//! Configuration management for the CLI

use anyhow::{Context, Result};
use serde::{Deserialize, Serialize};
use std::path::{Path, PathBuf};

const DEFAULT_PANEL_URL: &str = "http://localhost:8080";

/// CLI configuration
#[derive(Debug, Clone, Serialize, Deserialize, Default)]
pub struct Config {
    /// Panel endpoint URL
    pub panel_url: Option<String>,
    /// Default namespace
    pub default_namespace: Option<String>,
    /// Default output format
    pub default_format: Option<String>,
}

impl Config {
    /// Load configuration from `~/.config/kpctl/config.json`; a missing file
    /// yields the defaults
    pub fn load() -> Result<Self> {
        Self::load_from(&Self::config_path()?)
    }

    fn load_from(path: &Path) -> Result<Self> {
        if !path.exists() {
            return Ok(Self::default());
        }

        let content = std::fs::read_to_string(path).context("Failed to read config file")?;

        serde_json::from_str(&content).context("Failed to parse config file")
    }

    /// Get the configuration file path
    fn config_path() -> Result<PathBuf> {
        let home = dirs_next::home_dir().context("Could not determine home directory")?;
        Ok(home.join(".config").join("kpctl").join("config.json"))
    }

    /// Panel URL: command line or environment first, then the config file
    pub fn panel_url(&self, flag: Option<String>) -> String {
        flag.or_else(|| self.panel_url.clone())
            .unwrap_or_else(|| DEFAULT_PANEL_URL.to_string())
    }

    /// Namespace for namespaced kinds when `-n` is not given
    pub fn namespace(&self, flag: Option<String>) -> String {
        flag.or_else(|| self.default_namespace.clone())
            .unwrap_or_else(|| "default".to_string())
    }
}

════

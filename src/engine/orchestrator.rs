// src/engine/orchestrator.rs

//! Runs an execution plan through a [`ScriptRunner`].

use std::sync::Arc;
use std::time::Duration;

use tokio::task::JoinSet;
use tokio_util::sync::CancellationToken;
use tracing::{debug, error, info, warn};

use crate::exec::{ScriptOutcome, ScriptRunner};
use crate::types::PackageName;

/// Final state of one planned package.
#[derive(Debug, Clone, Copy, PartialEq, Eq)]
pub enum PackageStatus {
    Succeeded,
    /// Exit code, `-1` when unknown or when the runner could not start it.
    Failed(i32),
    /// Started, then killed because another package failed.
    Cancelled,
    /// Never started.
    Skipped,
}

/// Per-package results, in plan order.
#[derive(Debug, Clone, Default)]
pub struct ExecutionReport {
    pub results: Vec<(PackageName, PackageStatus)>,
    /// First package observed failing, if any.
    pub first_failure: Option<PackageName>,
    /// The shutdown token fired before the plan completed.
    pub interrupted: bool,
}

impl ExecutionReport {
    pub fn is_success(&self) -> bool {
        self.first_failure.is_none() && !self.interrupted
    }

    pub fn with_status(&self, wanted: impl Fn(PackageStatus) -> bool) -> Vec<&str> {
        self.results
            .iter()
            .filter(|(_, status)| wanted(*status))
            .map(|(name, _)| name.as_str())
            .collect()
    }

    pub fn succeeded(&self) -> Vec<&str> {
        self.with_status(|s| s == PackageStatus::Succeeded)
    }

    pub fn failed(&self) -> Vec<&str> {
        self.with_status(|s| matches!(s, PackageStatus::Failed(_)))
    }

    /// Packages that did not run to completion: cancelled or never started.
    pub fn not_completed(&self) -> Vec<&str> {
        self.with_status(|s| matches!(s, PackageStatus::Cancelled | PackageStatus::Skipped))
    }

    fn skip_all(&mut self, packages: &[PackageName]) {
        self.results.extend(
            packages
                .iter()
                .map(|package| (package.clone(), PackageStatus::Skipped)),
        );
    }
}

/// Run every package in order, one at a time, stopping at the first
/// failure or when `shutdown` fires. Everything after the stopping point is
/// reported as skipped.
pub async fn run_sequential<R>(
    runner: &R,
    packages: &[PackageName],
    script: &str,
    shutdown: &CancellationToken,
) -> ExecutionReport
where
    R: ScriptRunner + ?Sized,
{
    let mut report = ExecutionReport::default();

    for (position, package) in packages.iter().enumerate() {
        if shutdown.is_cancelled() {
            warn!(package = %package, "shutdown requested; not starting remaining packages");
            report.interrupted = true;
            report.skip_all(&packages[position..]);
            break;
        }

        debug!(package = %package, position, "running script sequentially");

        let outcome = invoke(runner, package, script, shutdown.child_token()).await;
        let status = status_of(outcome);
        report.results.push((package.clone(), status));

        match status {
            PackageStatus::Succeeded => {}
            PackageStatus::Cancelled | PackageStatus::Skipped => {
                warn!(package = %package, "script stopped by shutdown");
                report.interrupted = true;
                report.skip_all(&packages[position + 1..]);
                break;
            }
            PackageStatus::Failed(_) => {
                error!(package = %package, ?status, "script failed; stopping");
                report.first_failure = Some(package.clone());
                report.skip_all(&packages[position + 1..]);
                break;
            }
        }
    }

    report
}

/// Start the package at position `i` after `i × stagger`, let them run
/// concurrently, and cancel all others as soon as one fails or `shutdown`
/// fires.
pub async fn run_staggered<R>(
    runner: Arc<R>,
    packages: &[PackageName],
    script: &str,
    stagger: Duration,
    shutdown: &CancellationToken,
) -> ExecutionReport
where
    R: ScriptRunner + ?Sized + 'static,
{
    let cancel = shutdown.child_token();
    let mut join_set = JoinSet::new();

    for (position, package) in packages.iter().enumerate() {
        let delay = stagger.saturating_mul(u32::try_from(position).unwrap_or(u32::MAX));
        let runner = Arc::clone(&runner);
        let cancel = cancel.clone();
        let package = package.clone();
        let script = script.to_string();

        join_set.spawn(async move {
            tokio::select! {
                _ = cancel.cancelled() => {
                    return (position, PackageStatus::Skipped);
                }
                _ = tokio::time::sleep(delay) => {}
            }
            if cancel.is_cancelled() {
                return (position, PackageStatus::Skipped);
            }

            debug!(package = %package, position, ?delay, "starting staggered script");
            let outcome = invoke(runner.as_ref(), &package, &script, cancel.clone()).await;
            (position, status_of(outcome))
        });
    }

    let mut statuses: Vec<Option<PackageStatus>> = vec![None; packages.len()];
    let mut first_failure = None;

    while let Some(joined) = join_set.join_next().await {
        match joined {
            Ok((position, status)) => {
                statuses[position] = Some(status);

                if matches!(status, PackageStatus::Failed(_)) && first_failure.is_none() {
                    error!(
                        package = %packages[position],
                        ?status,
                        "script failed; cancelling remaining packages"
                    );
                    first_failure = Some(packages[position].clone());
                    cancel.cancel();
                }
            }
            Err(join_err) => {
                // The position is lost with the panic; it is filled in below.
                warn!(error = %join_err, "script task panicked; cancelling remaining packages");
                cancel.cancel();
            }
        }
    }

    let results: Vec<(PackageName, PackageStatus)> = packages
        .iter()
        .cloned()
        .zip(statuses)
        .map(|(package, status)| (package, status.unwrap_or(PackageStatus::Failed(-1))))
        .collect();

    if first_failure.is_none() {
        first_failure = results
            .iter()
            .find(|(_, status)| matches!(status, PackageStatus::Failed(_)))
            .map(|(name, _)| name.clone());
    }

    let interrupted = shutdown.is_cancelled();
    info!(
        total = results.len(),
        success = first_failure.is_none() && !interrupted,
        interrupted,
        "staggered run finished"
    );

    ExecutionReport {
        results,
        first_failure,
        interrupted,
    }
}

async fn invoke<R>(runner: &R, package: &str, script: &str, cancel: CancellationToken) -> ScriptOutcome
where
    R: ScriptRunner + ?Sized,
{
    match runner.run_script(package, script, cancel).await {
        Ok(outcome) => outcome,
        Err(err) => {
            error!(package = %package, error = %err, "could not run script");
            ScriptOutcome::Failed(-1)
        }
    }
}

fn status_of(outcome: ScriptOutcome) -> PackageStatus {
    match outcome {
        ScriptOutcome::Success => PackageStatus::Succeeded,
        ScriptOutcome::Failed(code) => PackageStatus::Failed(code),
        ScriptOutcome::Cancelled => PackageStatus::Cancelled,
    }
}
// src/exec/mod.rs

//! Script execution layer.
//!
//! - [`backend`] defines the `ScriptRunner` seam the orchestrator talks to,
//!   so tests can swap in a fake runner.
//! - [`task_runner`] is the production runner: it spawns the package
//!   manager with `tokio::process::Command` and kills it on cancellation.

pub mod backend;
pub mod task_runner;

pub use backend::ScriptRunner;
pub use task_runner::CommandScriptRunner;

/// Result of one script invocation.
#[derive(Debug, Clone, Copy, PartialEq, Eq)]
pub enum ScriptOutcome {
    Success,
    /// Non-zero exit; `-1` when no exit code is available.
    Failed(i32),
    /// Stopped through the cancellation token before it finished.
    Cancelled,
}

════

### [Prompt]
Look through the entries above and report each line where the string "fires" occurs.

### [Answer to this exercise]
/// failure or when `shutdown` fires. Everything after the stopping point is
/// fires.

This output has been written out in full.